A psiquiatra e sexóloga Carmita Abdo, em entrevistas recentes ao gshow e ao Fantástico, afirmou que a média de duração das relações sexuais no Brasil gira em torno de 15 minutos, incluindo preliminares e todo o ato. Segundo ela, esse número tem aumentado em comparação com pesquisas anteriores, graças à maior atenção às preliminares e à necessidade das mulheres de se sentirem satisfeitas.

“A relação sexual tem uma duração muito variável. Ela pode durar desde alguns poucos minutos podendo, em casos raros, ultrapassar uma hora ou mais. Mas a média no Brasil costuma ser em torno de 15 minutos”, afirmou Abdo na ocasião.
A sexóloga Allys Terayama reforça que a pergunta sobre quanto tempo “deve” durar o sexo é uma das mais frequentes em seu consultório e também uma das mais distorcidas pela cultura atual. Para ela, a resposta mais honesta é justamente a que mais incomoda quem busca números exatos. “Não existe um tempo ideal universal, porque o prazer não pode ser limitado por um cronômetro. Sexo não é prova de resistência nem maratona; é a experiência humana mais subjetiva e relacional que existe.”

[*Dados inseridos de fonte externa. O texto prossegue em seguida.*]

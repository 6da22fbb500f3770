//! Architect authoring: scaffold new directive sessions and tasks.

use std::fs;
use std::path::PathBuf;

use anyhow::{Context, Result};
use serde_json::{Map, Value};
use tracing::{info, instrument};

use crate::core::capability::{Capability, ExecutionContext, assert_capability};
use crate::core::types::{
    COMMIT_POLICY_END_OF_DIRECTIVE, DirectiveStatus, MergeStatus, TaskStatus, slugify, utc_now,
};
use crate::documents::{
    AllowedFile, DIRECTIVE_KIND, DirectiveDoc, DirectiveMeta, META_SUFFIX, SCHEMA_VERSION,
    TASK_KIND, TASK_SUFFIX, TaskBody, TaskDoc, TaskMeta, ValidationPlan,
};
use crate::engine::{StepLog, Workspace};
use crate::error::LifecycleError;
use crate::io::session::{existing_meta_files, repo_relative, write_json};

/// Inputs for `directive new`.
#[derive(Debug, Clone, Default)]
pub struct NewDirective {
    pub title: String,
    pub summary: Option<String>,
    /// Defaults to the slugified title.
    pub slug: Option<String>,
    /// Session directory name; defaults to `yy-mm-dd_<slug>`.
    pub session: Option<String>,
    pub branch: Option<String>,
    pub base: Option<String>,
    pub commit_policy: Option<String>,
}

#[derive(Debug, Clone, PartialEq, Eq)]
pub struct Created {
    /// Session directory name.
    pub session: String,
    /// Repo-relative path of the written (or planned) file.
    pub rel: String,
    pub steps: StepLog,
}

/// Create a session directory with a fresh `<slug>.meta.json`.
#[instrument(skip_all, fields(title = %draft.title))]
pub fn new_directive(
    workspace: &Workspace,
    ctx: &ExecutionContext,
    draft: &NewDirective,
    dry_run: bool,
) -> Result<Created> {
    assert_capability(Capability::ArchitectAuthoring, ctx, "directive new")?;
    let title = draft.title.trim();
    if title.is_empty() {
        return Err(LifecycleError::metadata("directive title must be non-empty").into());
    }
    let slug = checked_slug(draft.slug.as_deref().unwrap_or(title))?;
    let session = match draft.session.as_deref().map(str::trim) {
        Some(name) if !name.is_empty() => name.to_string(),
        _ => format!("{}_{slug}", chrono::Utc::now().format("%y-%m-%d")),
    };
    if session.contains(['/', '\\']) || session == "." || session == ".." {
        return Err(LifecycleError::metadata(format!("invalid session name: {session}")).into());
    }

    let dir = workspace.config.directives_dir(&workspace.root).join(&session);
    let meta_path = dir.join(format!("{slug}{META_SUFFIX}"));
    if let Some(existing) = existing_meta_files(&dir)?.first() {
        return Err(LifecycleError::metadata(format!(
            "session {session} already has a directive meta: {}",
            existing.display()
        ))
        .into());
    }
    let rel = repo_relative(&workspace.root, &meta_path);

    let now = utc_now();
    let mut extra = Map::new();
    if let Some(summary) = draft.summary.as_deref().map(str::trim).filter(|s| !s.is_empty()) {
        extra.insert("summary".to_string(), Value::String(summary.to_string()));
    }
    let doc = DirectiveDoc {
        kind: DIRECTIVE_KIND.to_string(),
        schema_version: SCHEMA_VERSION.to_string(),
        meta: DirectiveMeta {
            id: uuid::Uuid::new_v4().to_string(),
            directive_slug: slug.clone(),
            title: title.to_string(),
            status: DirectiveStatus::Todo,
            bucket: "todo".to_string(),
            owner: None,
            assignee: None,
            priority: "medium".to_string(),
            session_priority: "medium".to_string(),
            directive_branch: non_blank(draft.branch.as_deref()).unwrap_or_else(|| format!("feat/{slug}")),
            directive_base_branch: non_blank(draft.base.as_deref()).unwrap_or_else(|| "dev".to_string()),
            directive_merge_status: MergeStatus::Open,
            commit_policy: non_blank(draft.commit_policy.as_deref())
                .unwrap_or_else(|| COMMIT_POLICY_END_OF_DIRECTIVE.to_string()),
            goals: Vec::new(),
            depends_on: Vec::new(),
            blocked_by: Vec::new(),
            related: Vec::new(),
            created: now.clone(),
            updated: now,
            extra,
        },
        extra: Map::new(),
    };

    let mut steps = StepLog::new(dry_run);
    if !dry_run {
        fs::create_dir_all(&dir).with_context(|| format!("create {}", dir.display()))?;
        write_json(&meta_path, &doc)?;
        info!(session = %session, "directive created");
    }
    steps.record(format!("write {rel}"));
    Ok(Created {
        session,
        rel,
        steps,
    })
}

/// Inputs for `task new`.
#[derive(Debug, Clone, Default)]
pub struct NewTask {
    pub title: String,
    pub summary: Option<String>,
    pub slug: Option<String>,
    pub allowed_files: Vec<String>,
    pub validation_commands: Vec<String>,
    pub depends_on: Vec<String>,
}

/// Add `<slug>.task.json` to an existing session.
#[instrument(skip_all, fields(session = session_ref, title = %draft.title))]
pub fn new_task(
    workspace: &Workspace,
    ctx: &ExecutionContext,
    session_ref: &str,
    draft: &NewTask,
    dry_run: bool,
) -> Result<Created> {
    assert_capability(Capability::ArchitectAuthoring, ctx, "task new")?;
    let title = draft.title.trim();
    if title.is_empty() {
        return Err(LifecycleError::metadata("task title must be non-empty").into());
    }
    let allowed = trimmed(&draft.allowed_files);
    let commands = trimmed(&draft.validation_commands);
    if allowed.is_empty() {
        return Err(LifecycleError::metadata("task new requires at least one --allowed path").into());
    }
    if commands.is_empty() {
        return Err(
            LifecycleError::metadata("task new requires at least one --validate command").into(),
        );
    }
    let slug = checked_slug(draft.slug.as_deref().unwrap_or(title))?;

    let mut steps = StepLog::new(dry_run);
    let (session_name, path): (String, PathBuf) = match workspace.session(session_ref) {
        Ok(session) => {
            let path = session.dir.join(format!("{slug}{TASK_SUFFIX}"));
            (session.name, path)
        }
        // The session is only planned when authoring runs dry.
        Err(_) if dry_run => {
            let path = workspace
                .config
                .directives_dir(&workspace.root)
                .join(session_ref)
                .join(format!("{slug}{TASK_SUFFIX}"));
            (session_ref.to_string(), path)
        }
        Err(err) => return Err(err),
    };
    if path.exists() {
        return Err(LifecycleError::metadata(format!(
            "task already exists: {}",
            path.display()
        ))
        .into());
    }
    let rel = repo_relative(&workspace.root, &path);

    let doc = TaskDoc {
        kind: TASK_KIND.to_string(),
        schema_version: SCHEMA_VERSION.to_string(),
        meta: TaskMeta {
            id: uuid::Uuid::new_v4().to_string(),
            title: title.to_string(),
            summary: draft.summary.clone().unwrap_or_default(),
            status: TaskStatus::Todo,
            depends_on: trimmed(&draft.depends_on),
            result: None,
            updated: utc_now(),
            extra: Map::new(),
        },
        task: TaskBody {
            allowed_files: allowed.into_iter().map(AllowedFile::Path).collect(),
            validation: ValidationPlan {
                commands,
                extra: Map::new(),
            },
            extra: Map::new(),
        },
        extra: Map::new(),
    };

    if !dry_run {
        write_json(&path, &doc)?;
        info!(task = %slug, "task created");
    }
    steps.record(format!("write {rel}"));
    Ok(Created {
        session: session_name,
        rel,
        steps,
    })
}

fn checked_slug(raw: &str) -> Result<String> {
    let slug = slugify(raw);
    if slug.is_empty() {
        return Err(LifecycleError::metadata(format!("cannot derive a slug from '{raw}'")).into());
    }
    Ok(slug)
}

fn non_blank(value: Option<&str>) -> Option<String> {
    value
        .map(str::trim)
        .filter(|v| !v.is_empty())
        .map(ToString::to_string)
}

fn trimmed(values: &[String]) -> Vec<String> {
    values
        .iter()
        .map(|v| v.trim().to_string())
        .filter(|v| !v.is_empty())
        .collect()
}
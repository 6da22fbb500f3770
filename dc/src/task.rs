//! Task lifecycle: start (mark in progress) and finish (run validation,
//! record evidence, optionally commit and push).

use anyhow::Result;
use tracing::{debug, info, instrument, warn};

use crate::core::invariants::{LifecycleKey, check_commit_policy, require_keys};
use crate::core::scope::{assert_dirty_files_within_scope, normalize_scope_path, path_within_prefix};
use crate::core::types::{COMMIT_POLICY_PER_TASK, TaskStatus, Verdict, utc_now};
use crate::documents::{CommandEvidence, TaskResult, ValidationEvidence};
use crate::engine::{Engine, StepLog};
use crate::error::LifecycleError;
use crate::io::process::run_shell_command;
use crate::io::session::{Session, TaskHandle, directive_scope_prefixes};

#[derive(Debug, Clone, PartialEq, Eq)]
pub struct TaskStartOutcome {
    pub task: String,
    pub status: TaskStatus,
    pub steps: StepLog,
}

/// Check the task may begin, then mark it `in_progress` when policy allows.
#[instrument(skip_all, fields(session = session_ref, task = task_ref))]
pub fn start(
    engine: &Engine<'_>,
    session_ref: &str,
    task_ref: &str,
    dry_run: bool,
) -> Result<TaskStartOutcome> {
    engine.gate("task start")?;
    let session = engine.session(session_ref)?;
    require_keys(&session.doc.meta, &[LifecycleKey::DirectiveBranch])?;
    let handoff = engine.checked_handoff(&session)?;
    let task = session.resolve_task(task_ref)?;
    let mut doc = task.load()?;
    let branch = session.doc.meta.directive_branch.clone();

    let mut steps = StepLog::new(dry_run);
    if dry_run {
        steps.record(format!("require current branch {branch}"));
        steps.record("require dirty files within directive scope");
        if engine.policy.allow_task_status_updates {
            steps.record(format!("set {} status=in_progress", task.rel));
        }
        steps.record(format!("validate {}", task.rel));
        return Ok(TaskStartOutcome {
            task: task.slug,
            status: doc.meta.status,
            steps,
        });
    }

    engine.require_branch(&branch)?;
    let handoff_allowlist = handoff.map(|h| h.allowlist_paths).unwrap_or_default();
    check_scope(engine, &session, &handoff_allowlist)?;

    if engine.policy.allow_task_status_updates {
        doc.meta.status = TaskStatus::InProgress;
        if engine.policy.allow_task_timestamp_updates {
            doc.meta.updated = utc_now();
        }
        task.save(&doc)?;
        steps.record(format!("set {} status=in_progress", task.rel));
    } else {
        info!("lifecycle policy disallows task status updates; leaving status unchanged");
        steps.record("task status unchanged (policy)");
    }

    engine
        .validator
        .validate(engine.root(), std::slice::from_ref(&task.rel))?;
    steps.record(format!("validated {}", task.rel));
    Ok(TaskStartOutcome {
        task: task.slug,
        status: doc.meta.status,
        steps,
    })
}

#[derive(Debug, Clone, PartialEq, Eq)]
pub struct TaskFinishOutcome {
    pub task: String,
    pub verdict: Verdict,
    pub commands: Vec<CommandEvidence>,
    /// Short revision of the per-task commit, if one was made.
    pub commit: Option<String>,
    pub pushed: bool,
    pub steps: StepLog,
}

/// Run the task's validation commands and record the evidence.
///
/// A failing run persists `status=fail` evidence and returns
/// [`LifecycleError::ValidationFailed`]; the task status is left unchanged.
#[instrument(skip_all, fields(session = session_ref, task = task_ref))]
pub fn finish(
    engine: &Engine<'_>,
    session_ref: &str,
    task_ref: &str,
    summary: &str,
    dry_run: bool,
) -> Result<TaskFinishOutcome> {
    engine.gate("task finish")?;
    let session = engine.session(session_ref)?;
    require_keys(
        &session.doc.meta,
        &[LifecycleKey::DirectiveBranch, LifecycleKey::CommitPolicy],
    )?;
    let commit_policy = session.doc.meta.commit_policy.clone();
    check_commit_policy(&commit_policy, &engine.policy.commit_policy_values)?;
    let handoff = engine.checked_handoff(&session)?;
    let task = session.resolve_task(task_ref)?;
    let mut doc = task.load()?;
    let commands = doc.task.validation.commands.clone();
    if commands.is_empty() {
        return Err(LifecycleError::metadata(format!(
            "{} declares no validation commands",
            task.rel
        ))
        .into());
    }
    let branch = session.doc.meta.directive_branch.clone();
    let per_task = commit_policy == COMMIT_POLICY_PER_TASK;

    let mut steps = StepLog::new(dry_run);
    if dry_run {
        steps.record(format!("require current branch {branch}"));
        for command in &commands {
            steps.record(format!("run: {command}"));
        }
        steps.record("require dirty files within directive scope");
        steps.record(format!("record validation evidence in {}", task.rel));
        if per_task {
            steps.record(format!("commit \"{}\"", commit_message(&task)));
        }
        if engine.policy.auto_push {
            steps.record(format!("push {} {branch}", engine.config().remote));
        }
        return Ok(TaskFinishOutcome {
            task: task.slug,
            verdict: Verdict::Pass,
            commands: Vec::new(),
            commit: None,
            pushed: false,
            steps,
        });
    }

    engine.require_branch(&branch)?;
    let evidence = run_validation(engine, &commands, &mut steps);
    let failed = evidence
        .iter()
        .filter(|item| item.status == Verdict::Fail)
        .count();
    let verdict = Verdict::from_success(failed == 0);

    let handoff_allowlist = handoff.map(|h| h.allowlist_paths).unwrap_or_default();
    let changed = check_scope(engine, &session, &handoff_allowlist)?;

    if verdict == Verdict::Pass && !engine.policy.allow_task_status_updates {
        return Err(LifecycleError::policy(
            "lifecycle policy does not allow task status updates; cannot mark task done",
        )
        .into());
    }

    let now = utc_now();
    doc.meta.result = Some(TaskResult {
        summary: summary.to_string(),
        validation: ValidationEvidence {
            status: verdict,
            commands: evidence.clone(),
            changed_files: changed.clone(),
            branch: branch.clone(),
            commit: None,
        },
        updated: now.clone(),
    });
    if verdict == Verdict::Pass {
        doc.meta.status = TaskStatus::Done;
    }
    if engine.policy.allow_task_timestamp_updates {
        doc.meta.updated = now;
    }
    task.save(&doc)?;
    steps.record(format!(
        "recorded validation {} in {}",
        verdict_label(verdict),
        task.rel
    ));

    if verdict == Verdict::Fail {
        return Err(LifecycleError::ValidationFailed {
            task: task.slug,
            failed,
            total: evidence.len(),
        }
        .into());
    }

    let mut outcome = TaskFinishOutcome {
        task: task.slug.clone(),
        verdict,
        commands: evidence,
        commit: None,
        pushed: false,
        steps: StepLog::default(),
    };

    let publish = |steps: &mut StepLog, outcome: &mut TaskFinishOutcome| -> Result<bool> {
        let mut committed = false;
        if per_task {
            let always = engine
                .config()
                .always_allowed_prefixes
                .iter()
                .map(|p| normalize_scope_path(p))
                .collect::<Vec<_>>();
            let mut paths: Vec<String> = changed
                .iter()
                .filter(|file| !always.iter().any(|prefix| path_within_prefix(file, prefix)))
                .cloned()
                .collect();
            if !paths.contains(&task.rel) {
                paths.push(task.rel.clone());
            }
            engine.vcs.stage(&paths)?;
            committed = engine.vcs.commit(&commit_message(&task))?;
            if committed {
                steps.record(format!("commit \"{}\"", commit_message(&task)));
            } else {
                debug!("nothing staged for per-task commit");
            }
        }
        if engine.policy.auto_push {
            let remote = &engine.config().remote;
            let set_upstream = !engine.vcs.has_upstream(&branch)?;
            engine.vcs.push(remote, &branch, set_upstream)?;
            outcome.pushed = true;
            steps.record(format!("push {remote} {branch}"));
        }
        Ok(committed || outcome.pushed)
    };

    match publish(&mut steps, &mut outcome) {
        Ok(true) => {
            let revision = engine.vcs.short_revision()?;
            // Per-task commits leave the tree clean; their revision is reported, not persisted.
            if outcome.pushed && !per_task {
                if let Some(result) = doc.meta.result.as_mut() {
                    result.validation.commit = Some(revision.clone());
                }
                task.save(&doc)?;
                steps.record(format!("recorded revision {revision} in {}", task.rel));
            }
            outcome.commit = Some(revision);
        }
        Ok(false) => {}
        Err(err) => {
            return Err(LifecycleError::Interrupted {
                operation: format!("task finish ({})", task.slug),
                cause: format!("{err:#}"),
                recovery: engine
                    .recovery()
                    .step("git status --short")
                    .step(format!("git log --oneline -1 {branch}"))
                    .step(format!(
                        "git push {} {branch}   # if the commit exists but was not pushed",
                        engine.config().remote
                    ))
                    .artifacts(session.rel.clone()),
            }
            .into());
        }
    }

    info!(task = %outcome.task, commit = ?outcome.commit, "task finished");
    outcome.steps = steps;
    Ok(outcome)
}

fn commit_message(task: &TaskHandle) -> String {
    format!("chore(executor): complete {}", task.slug)
}

/// Run every command; a spawn error or timeout counts as a failed command.
fn run_validation(engine: &Engine<'_>, commands: &[String], steps: &mut StepLog) -> Vec<CommandEvidence> {
    let opts = engine.config().shell_options();
    let mut evidence = Vec::with_capacity(commands.len());
    for command in commands {
        let (status, exit_code) = match run_shell_command(command, engine.root(), &opts) {
            Ok(output) => {
                if output.timed_out {
                    warn!(command = %command, "validation command timed out");
                }
                let stdout = String::from_utf8_lossy(&output.stdout);
                let stderr = String::from_utf8_lossy(&output.stderr);
                debug!(
                    command = %command,
                    "stdout:\n{stdout}{}\nstderr:\n{stderr}{}",
                    output.stdout_truncated_notice("validation"),
                    output.stderr_truncated_notice("validation")
                );
                let exit_code = if output.timed_out {
                    None
                } else {
                    output.status.code()
                };
                (
                    Verdict::from_success(output.status.success() && !output.timed_out),
                    exit_code,
                )
            }
            Err(err) => {
                warn!(command = %command, err = %format!("{err:#}"), "validation command failed to run");
                (Verdict::Fail, None)
            }
        };
        steps.record(format!("{} {command}", verdict_label(status)));
        evidence.push(CommandEvidence {
            command: command.clone(),
            status,
            exit_code,
        });
    }
    evidence
}

fn verdict_label(verdict: Verdict) -> &'static str {
    match verdict {
        Verdict::Pass => "PASS",
        Verdict::Fail => "FAIL",
    }
}

/// Dirty files must sit inside the directive scope; returns the dirty set.
fn check_scope(engine: &Engine<'_>, session: &Session, handoff_allowlist: &[String]) -> Result<Vec<String>> {
    let dirty = engine.vcs.changed_files()?;
    let scan = directive_scope_prefixes(engine.root(), &session.dir)?;
    assert_dirty_files_within_scope(&dirty, &scan.prefixes, &engine.allowlist(handoff_allowlist))?;
    Ok(dirty)
}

O que realmente conta, segundo a especialista, é a compatibilidade, a comunicação aberta e a satisfação mútua, que variam de acordo com o casal e a fase da vida. Ela cita estudos clássicos sobre o tempo de penetração vaginal mostram que a média fisiológica fica entre 5 e 7 minutos. Ou seja, o que muita gente acha “rápido demais” está, na verdade, dentro do padrão normal da maioria das pessoas. Isso ajuda a derrubar o mito de que um sexo bom precisa durar meia hora ou mais.